Here we use the double-wedge (or sqrt) model to compare some of the dimension reduction methods in a time-homogeneous setting.

[1]:
from matplotlib import pyplot as plt
import numpy as np
from tqdm.notebook import tqdm

from deeptime.data import sqrt_model

First we generate the training data with the binary classification according to wedge (dtraj) and two-dimensional state vectors (sqrt). Goal is to reconstruct dtraj from traj.

[2]:
dtraj, traj = sqrt_model(n_samples=1000, seed=777)
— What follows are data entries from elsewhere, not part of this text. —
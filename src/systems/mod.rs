//! Session systems.
//!
//! Submodules overview
//! - [`boot`] – drive the boot progress bar and leave the boot scene when full
//! - [`loadbridge`] – move load messages from the channel into the ECS mailbox
//! - [`scenestate`] – trigger pending scene transitions
//! - [`time`] – advance the frame clock

pub mod boot;
pub mod loadbridge;
pub mod scenestate;
pub mod time;
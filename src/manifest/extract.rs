//! Worklist expansion of nested manifests.
//!
//! [`ManifestExtractor::extract`] seeds its result with a copy of the input
//! manifest and walks it with a cursor. PACKAGE entries and layout JSON
//! entries are fetched and the records they yield are appended to the same
//! list, so the cursor reaches them later in the same pass: input
//! entries are processed in input order, discovered ones level by level
//! after them.
//!
//! Nothing here fails: fetch failures and identifier/path conflicts are
//! collected in the returned [`ExtractionResult`].

use log::{debug, warn};
use rustc_hash::FxHashMap;
use serde::Serialize;

use crate::manifest::fetch::ManifestFetch;
use crate::manifest::layout::LayoutScanner;
use crate::resources::loaderconfig::LoaderConfig;
use crate::resources::resourcerecord::{ResourceRecord, ResourceType};

/// A package or layout that could not be fetched.
#[derive(Serialize, Debug, Clone, PartialEq, Eq)]
pub struct FetchFailure {
    pub file: String,
    #[serde(rename = "statusText")]
    pub status_text: String,
}

/// Same id, different path: the incoming record was dropped.
#[derive(Serialize, Debug, Clone, PartialEq, Eq)]
pub struct DuplicatedKey {
    pub file: String,
    pub key: String,
}

/// Same path, different id: informational, the record was still inserted.
#[derive(Serialize, Debug, Clone, PartialEq, Eq)]
pub struct DuplicatedPath {
    pub file: String,
    pub path: String,
}

/// Flat resource list plus everything that went wrong producing it.
#[derive(Serialize, Debug, Clone, Default, PartialEq)]
#[serde(rename_all = "camelCase")]
pub struct ExtractionResult {
    pub resources: Vec<ResourceRecord>,
    pub errors: Vec<FetchFailure>,
    pub duplicated_keys: Vec<DuplicatedKey>,
    pub duplicated_paths: Vec<DuplicatedPath>,
}

impl ExtractionResult {
    /// Whether any conflict was found that the manifest author must fix.
    pub fn has_conflicts(&self) -> bool {
        !self.duplicated_keys.is_empty()
    }
}

/// Position lookups over the growing resource list.
#[derive(Default)]
struct WorkIndex {
    by_id: FxHashMap<String, usize>,
    by_path: FxHashMap<String, usize>,
}

impl WorkIndex {
    fn note(&mut self, record: &ResourceRecord, pos: usize) {
        self.by_id.entry(record.id.clone()).or_insert(pos);
        self.by_path.entry(record.path.clone()).or_insert(pos);
    }
}

/// Resolves packages and layouts into a flat resource list.
#[derive(Debug, Clone, PartialEq)]
pub struct ManifestExtractor {
    scanner: LayoutScanner,
}

impl Default for ManifestExtractor {
    fn default() -> Self {
        Self::from_config(&LoaderConfig::default())
    }
}

impl ManifestExtractor {
    pub fn new(scanner: LayoutScanner) -> Self {
        ManifestExtractor { scanner }
    }

    /// Extractor using the configured path templates.
    pub fn from_config(config: &LoaderConfig) -> Self {
        Self::new(LayoutScanner::new(
            config.internal_root.clone(),
            config.font_base.clone(),
        ))
    }

    /// Expand `manifest` into a flat, id-unique resource list.
    ///
    /// Consumed PACKAGE entries stay in the list; loaders skip them.
    pub async fn extract<F: ManifestFetch>(
        &self,
        manifest: &[ResourceRecord],
        fetch: &mut F,
    ) -> ExtractionResult {
        let mut result = ExtractionResult {
            resources: manifest.to_vec(),
            ..ExtractionResult::default()
        };
        let mut index = WorkIndex::default();
        for (pos, record) in result.resources.iter().enumerate() {
            index.note(record, pos);
        }

        let mut cursor = 0;
        while cursor < result.resources.len() {
            let entry = result.resources[cursor].clone();
            cursor += 1;

            if entry.kind == ResourceType::Package {
                let records = match fetch.fetch(&entry.id, &entry.path).await {
                    Ok(payload) => serde_json::from_value::<Vec<ResourceRecord>>(payload)
                        .map_err(|e| format!("Invalid package: {}", e)),
                    Err(status) => Err(status),
                };
                match records {
                    Ok(records) => {
                        debug!("Package {} yields {} records", entry.path, records.len());
                        merge_package(&mut result, &mut index, &entry.path, records);
                    }
                    Err(status) => record_failure(&mut result, &entry.path, status),
                }
            } else if entry.is_layout() {
                match fetch.fetch(&entry.id, &entry.path).await {
                    Ok(layout) => {
                        let records = self.scanner.scan(&layout, entry.category);
                        debug!("Layout {} references {} assets", entry.path, records.len());
                        merge_layout(&mut result, &mut index, records);
                    }
                    Err(status) => record_failure(&mut result, &entry.path, status),
                }
            }
        }

        result
    }
}

fn record_failure(result: &mut ExtractionResult, file: &str, status_text: String) {
    warn!("Can not resolve {}: {}", file, status_text);
    result.errors.push(FetchFailure {
        file: file.to_string(),
        status_text,
    });
}

fn insert(result: &mut ExtractionResult, index: &mut WorkIndex, record: ResourceRecord) {
    index.note(&record, result.resources.len());
    result.resources.push(record);
}

fn merge_package(
    result: &mut ExtractionResult,
    index: &mut WorkIndex,
    file: &str,
    records: Vec<ResourceRecord>,
) {
    for record in records {
        if let Some(&pos) = index.by_id.get(&record.id) {
            let existing = &mut result.resources[pos];
            if existing.path != record.path {
                warn!("duplicated key {} in {}", record.id, file);
                result.duplicated_keys.push(DuplicatedKey {
                    file: file.to_string(),
                    key: record.id,
                });
            } else {
                existing.category = existing.category.merge(record.category);
            }
            continue;
        }

        if index.by_path.contains_key(&record.path) {
            debug!("duplicated path {} in {}", record.path, file);
            result.duplicated_paths.push(DuplicatedPath {
                file: file.to_string(),
                path: record.path.clone(),
            });
        }
        insert(result, index, record);
    }
}

fn merge_layout(result: &mut ExtractionResult, index: &mut WorkIndex, records: Vec<ResourceRecord>) {
    for record in records {
        match index.by_id.get(&record.id) {
            Some(&pos) => {
                let existing = &mut result.resources[pos];
                existing.category = existing.category.merge(record.category);
            }
            None => insert(result, index, record),
        }
    }
}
We can define the back-transform to make the drawn trajectory frames linearly separable according to state:

[3]:
def back_transform(x):
    y = np.copy(x)
    y[:, 1] = y[:, 1] - np.sqrt(np.abs(y[:, 0]))
    return y

The dataset is set up as follows: The discrete trajectory (upper left panel) has corresponding two-dimensional and linearly separable datapoints (upper right panel) which are subsequently transformed through a squareroot-like function to produce the double-wedge (lower left panel).

[4]:
X, Y = np.meshgrid(
    np.linspace(np.min(traj[:, 0]), np.max(traj[:, 0]), 100),
    np.linspace(np.min(traj[:, 1]), np.max(traj[:, 1]), 100),
)
kde_input = np.dstack((X, Y)).reshape(-1, 2)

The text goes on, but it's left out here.